Je suis étonnée par le peu de soin accordé à la mise en page en Édition de poche (2019). Pas de retour à la ligne lors des dialogues qui s'insèrent dans les phrases qui n'en finissent pas. Il me semble qu'avec un manuscrit écrit à la main l'éditeur aurait pu en décider autrement pour rendre la lecture moins fastidieuse. Selon moi cela témoigne d'un certain mépris pour nos auteurs classiques. À moins que ce ne soit par esprit d'économie, car il y a une volonté manifeste de faire rentrer le plus grand nombre possible d'histoires ayant trait à l'argent dans un bien petit volume !

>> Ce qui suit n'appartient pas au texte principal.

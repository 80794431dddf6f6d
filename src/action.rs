//! The find-commits action: fetch the log for a commit range and extract
//! ticket identifiers from it.
//!
//! Separated from CLI argument parsing so the action can be invoked
//! programmatically (and tested against a mock log source) without clap.

use regex::Regex;

use crate::config::Options;
use crate::error::{GitTicketsError, Result};
use crate::git::{self, LogSource};
use crate::tickets;
use crate::ui;

/// Run the action against a log source with fully-resolved options.
///
/// The matching pattern is compiled first; an invalid pattern fails the
/// invocation before any repository query. An absent range (empty `from` or
/// `to`) or an empty log is a normal terminal outcome: a "no issues" notice
/// and an empty result. Otherwise the extracted identifiers are returned,
/// unique and in first-seen order, and echoed as a notice.
pub fn run<S: LogSource>(source: &S, options: &Options) -> Result<Vec<String>> {
    let pattern = Regex::new(&options.matching)
        .map_err(|e| GitTicketsError::pattern(options.matching.clone(), e))?;

    let changelog = git::fetch_log(source, &options.from, &options.to, &options.pretty)?;

    let log = match changelog {
        Some(ref log) if !log.is_empty() => log,
        _ => {
            ui::display_no_issues();
            return Ok(Vec::new());
        }
    };

    let tickets = tickets::extract(log, &pattern);
    if tickets.is_empty() {
        ui::display_no_issues();
    } else {
        ui::display_tickets(&tickets);
    }

    Ok(tickets)
}

#[cfg(test)]
mod tests {
    use super::*;
    use crate::config::{DEFAULT_MATCHING, DEFAULT_REF};
    use crate::git::MockLogSource;

    fn options(from: &str, to: &str, matching: &str) -> Options {
        Options {
            from: from.to_string(),
            to: to.to_string(),
            matching: matching.to_string(),
            pretty: "%s".to_string(),
        }
    }

    #[test]
    fn test_invalid_pattern_fails_before_any_query() {
        let source = MockLogSource::new();
        let result = run(&source, &options("v1.0.0", "HEAD", "([A-Z"));

        assert!(matches!(result, Err(GitTicketsError::Pattern { .. })));
        assert_eq!(source.query_count(), 0);
    }

    #[test]
    fn test_empty_from_returns_empty_without_query() {
        let mut source = MockLogSource::new();
        source.add_subject("Fix ABC-123");

        let tickets = run(&source, &options("", "HEAD", DEFAULT_MATCHING)).unwrap();
        assert!(tickets.is_empty());
        assert_eq!(source.query_count(), 0);
    }

    #[test]
    fn test_empty_to_returns_empty_without_query() {
        let source = MockLogSource::new();
        let tickets = run(&source, &options(DEFAULT_REF, "", DEFAULT_MATCHING)).unwrap();
        assert!(tickets.is_empty());
        assert_eq!(source.query_count(), 0);
    }

    #[test]
    fn test_empty_log_is_a_normal_outcome() {
        let source = MockLogSource::new();
        let tickets = run(&source, &options("v1.0.0", "HEAD", DEFAULT_MATCHING)).unwrap();
        assert!(tickets.is_empty());
        assert_eq!(source.query_count(), 1);
    }

    #[test]
    fn test_extracts_unique_tickets_in_order() {
        let mut source = MockLogSource::new();
        source.add_subject("Fix bug ABC-123");
        source.add_subject("Refactor");
        source.add_subject("See ABC-123 and DEF-456");

        let tickets = run(&source, &options("v1.0.0", "HEAD", DEFAULT_MATCHING)).unwrap();
        assert_eq!(tickets, vec!["ABC-123", "DEF-456"]);
    }

    #[test]
    fn test_run_is_idempotent() {
        let mut source = MockLogSource::new();
        source.add_subject("Fix bug ABC-123");
        source.add_subject("Fix bug XYZ-9");

        let opts = options("v1.0.0", "HEAD", DEFAULT_MATCHING);
        let first = run(&source, &opts).unwrap();
        let second = run(&source, &opts).unwrap();
        assert_eq!(first, second);
    }
}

Avec la nouvelle Gobseck, on entre dans salon de Mme de Grandieu en compagnie de sa fille Camille et de Derville, un avoué qui lui a permis de recouvrer ses biens alors qu'elle était en faillite. Camille est amoureuse d'Ernest Restaud, fils d'Anastasia Restaud née Goriot. La mère d'Ernest a dilapidé la fortune familiale au profit de son amant, Mr Maxime de Trailles, et Mme de Grandlieu s'oppose au mariage de sa fille avec ce qu'elle croit être un misérable. Derville qui prend le parti de Camille et en qui elle a toute confiance va lui raconter une histoire qui va lui faire changer d'avis mettant en scène les agissements d'un certain Godbeck qui a eu affaire à la fille du père Goriot et à son mari...


Certes l'auteur nous brosse un portrait saisissant de Gobseck, l'usurier avec toutes les malversations qu'impliquent ses choix tortueux, mais on comprend dans le même temps que les motivations de cet homme se basent sur une connaissance approfondie et désabusée de l'âme humaine et qu'il n'est pas si mauvais qu'il y parait. En revanche, le portrait de certaines femmes de haut rang (dont la cupidité féroce de la belle Anastasia est l'emblème et renvoie au drame du père Goriot) sera lui sans concession, et il ne faudra certainement pas grand-chose à Mme de Grandlieu pour dépasser les préjugés nobiliaires qu'elle oppose au mariage de sa fille… ce pas grand-chose est l'argent.
Dans la nouvelle suivante, Balzac nous brosse un portrait jubilatoire du Gaudissard, un commis voyageur, avec une ironie corrosive qui masque habilement son exaspération pour ce genre d'individu, comédien chevronné, à la fois virtuose dans sa partie et sans âme, car il n'a pour seule motivation que son intérêt immédiat : la commission. Il fait feu de tout bois. Ses agissements et ses boniments préfigurent la marchandisation de notre société avec ses dérives.
« le commis voyageur, personnage inconnu de l'antiquité […] n'est-il pas destiné, dans un certain ordre de choses, à marquer la grande transition [...] Notre siècle reliera le règne de la force isolée, abondante en créations originales, au règne de la force uniforme, mais niveleuse, égalisant les produits, les jetant par masses, et obéissant à une pensée unitaire, dernière expression des sociétés. Après les saturnales de l'esprit généralisé, après les derniers efforts de civilisations qui accumulent les trésors de la terre sur un point, les ténèbres de la barbarie ne viennent-elles pas toujours ? »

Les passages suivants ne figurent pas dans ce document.